En su sentido más amplio y radical, comunicación implica puesta en común, encuentro o desencuentro de posiciones y puntos de vista diferentes y hasta contrarios, que buscan los unos en el contraste con los otros la realización de un sentido compartido, por provisional y precario que éste sea. Desde este ángulo, la comunicación es constituyente de comunidad, de toda sociedad y toda cultura (Eduardo Galeano escribía que “la cultura o es comunicación o no es nada”). La noción de información no es tan extensa, sin embargo: en tanto transmisión de conocimientos y contenido de esos conocimientos, la información es un prerrequisito de la comunicación, en efecto, una especie de primer paso para la comunicación. La información es un primer paso que puede desplegarse hacia la comunicación según diferentes grados de intensidad y complejidad, pero en ningún caso exige dar el paso comunicativo (en sentido amplio) para autocumplirse con eficacia. En otras palabras: socialmente hablando, sin información no habrá comunicación, pero sí puede darse la información sin comunicación, o reduciendo ésta a su mínima expresión. La información puede entonces, vamos a decirlo así, abrirse hacia el espacio comunicativo, dialógico y hasta heterológico, o bien puede, en la práctica, replegarse en sí misma y hacer oídos sordos de toda alteridad. Cuando la información se ensimisma, se autoproduce como vínculo monológico incesante, más bien deberíamos hablar entonces de su variable más persuasiva y actual: hablaríamos en ese caso de propaganda. Así, la propaganda se daría cuando la información da la espalda a la constitución de una comunidad dialógica y abierta, y se vuelve por el contrario hacia la instrumentalización de cualquier comunidad.

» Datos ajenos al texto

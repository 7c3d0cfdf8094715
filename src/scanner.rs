//! Boundary search in either direction from an arbitrary code unit index.

use tracing::trace;

use crate::class::BreakClass;
use crate::cursor::CodepointCursor;
use crate::rules::permits_break;
use crate::table::ClassTable;

/// Finds grapheme cluster boundaries in UTF-16 text.
///
/// Indices are code unit offsets. Out-of-range starting indices are
/// clamped rather than rejected, so callers can do cursor arithmetic
/// without bounds checks.
///
/// # Example
///
/// ```
/// use grapheme_breaker::{BoundaryScanner, ClassTable};
///
/// let text: Vec<u16> = "e\u{301}x".encode_utf16().collect();
/// let scanner = BoundaryScanner::new(ClassTable::bundled());
/// assert_eq!(scanner.next_break(&text, 0), 2);
/// assert_eq!(scanner.previous_break(&text, 2), 0);
/// ```
#[derive(Clone, Copy, Debug)]
pub struct BoundaryScanner<'t> {
    table: &'t ClassTable,
}

impl<'t> BoundaryScanner<'t> {
    #[must_use]
    pub const fn new(table: &'t ClassTable) -> Self {
        Self { table }
    }

    #[must_use]
    pub const fn table(&self) -> &'t ClassTable {
        self.table
    }

    #[inline]
    fn class_at(&self, cursor: &CodepointCursor<'_>, index: usize) -> BreakClass {
        self.table.class_of(cursor.scalar_at(index))
    }

    /// First boundary strictly after `index`, or `text.len()`.
    ///
    /// Negative indices return 0.
    #[must_use]
    pub fn next_break(&self, text: &[u16], index: isize) -> usize {
        usize::try_from(index).map_or(0, |index| self.next_break_from(text, index))
    }

    /// [`next_break`](Self::next_break) for a non-negative index.
    #[must_use]
    pub fn next_break_from(&self, text: &[u16], index: usize) -> usize {
        let len = text.len();
        trace!(index, len, "next_break");
        if index.saturating_add(1) >= len {
            return len;
        }

        let cursor = CodepointCursor::new(text);
        let mut prev = self.class_at(&cursor, index);
        for i in index + 1..len {
            if cursor.is_trailing_continuation(i) {
                continue;
            }
            let next = self.class_at(&cursor, i);
            if permits_break(prev, next) {
                return i;
            }
            prev = next;
        }

        len
    }

    /// Last boundary strictly before `index`, or 0.
    ///
    /// Indices past the end return `text.len()`; negative indices return 0.
    #[must_use]
    pub fn previous_break(&self, text: &[u16], index: isize) -> usize {
        usize::try_from(index).map_or(0, |index| self.previous_break_from(text, index))
    }

    /// [`previous_break`](Self::previous_break) for a non-negative index.
    #[must_use]
    pub fn previous_break_from(&self, text: &[u16], index: usize) -> usize {
        let len = text.len();
        trace!(index, len, "previous_break");
        if index > len {
            return len;
        }
        if index <= 1 {
            return 0;
        }

        let cursor = CodepointCursor::new(text);
        let last = index - 1;
        let mut next = self.class_at(&cursor, last);
        for i in (0..last).rev() {
            if cursor.is_leading_half(i) {
                continue;
            }
            let prev = self.class_at(&cursor, i);
            if permits_break(prev, next) {
                return i + 1;
            }
            next = prev;
        }

        0
    }

    /// First boundary after the start of `text`.
    #[must_use]
    pub fn first_break(&self, text: &[u16]) -> usize {
        self.next_break_from(text, 0)
    }

    /// Last boundary before the end of `text`.
    #[must_use]
    pub fn last_break(&self, text: &[u16]) -> usize {
        self.previous_break_from(text, text.len())
    }
}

¿Qué significan las audiencias, si no es un medio para el incremento del beneficio, para los intereses mercantiles de los grandes medios de comunicación? ¿Hablamos realmente de comunicación cuando hablamos de las instituciones mediáticas? El debate está abierto. Si tuviera que respondernos Teléfonica la respuesta sería afirmativa (“La comunicación y tú”: la multinacional propone y el individuo-consumidor dispone sin necesidad de los demás). Sin embargo, si atendemos a la pragmática de los grandes media, como es el caso de la televisión, todavía hoy el principal medio masivo de socialización, comprendemos que su carácter de medio de comunicación está estructuralmente supeditado a una dinámica tendencialmente monológica. De esta forma, “velados el cuerpo y la voz, desubicado en la red, impotente para hablar con la televisión, el hombre anónimo se enreda en los media, en su dominio ubicuo y visible, haciéndose él mismo invisible, irreal, fantasmagórico. Sólo así pueden sus actos de habla reducirse a intercambios estandarizados, reproducibles, de formato estable y asimilables a un medio de control codificado y neutro: el dinero” (Galán, 2002: 20).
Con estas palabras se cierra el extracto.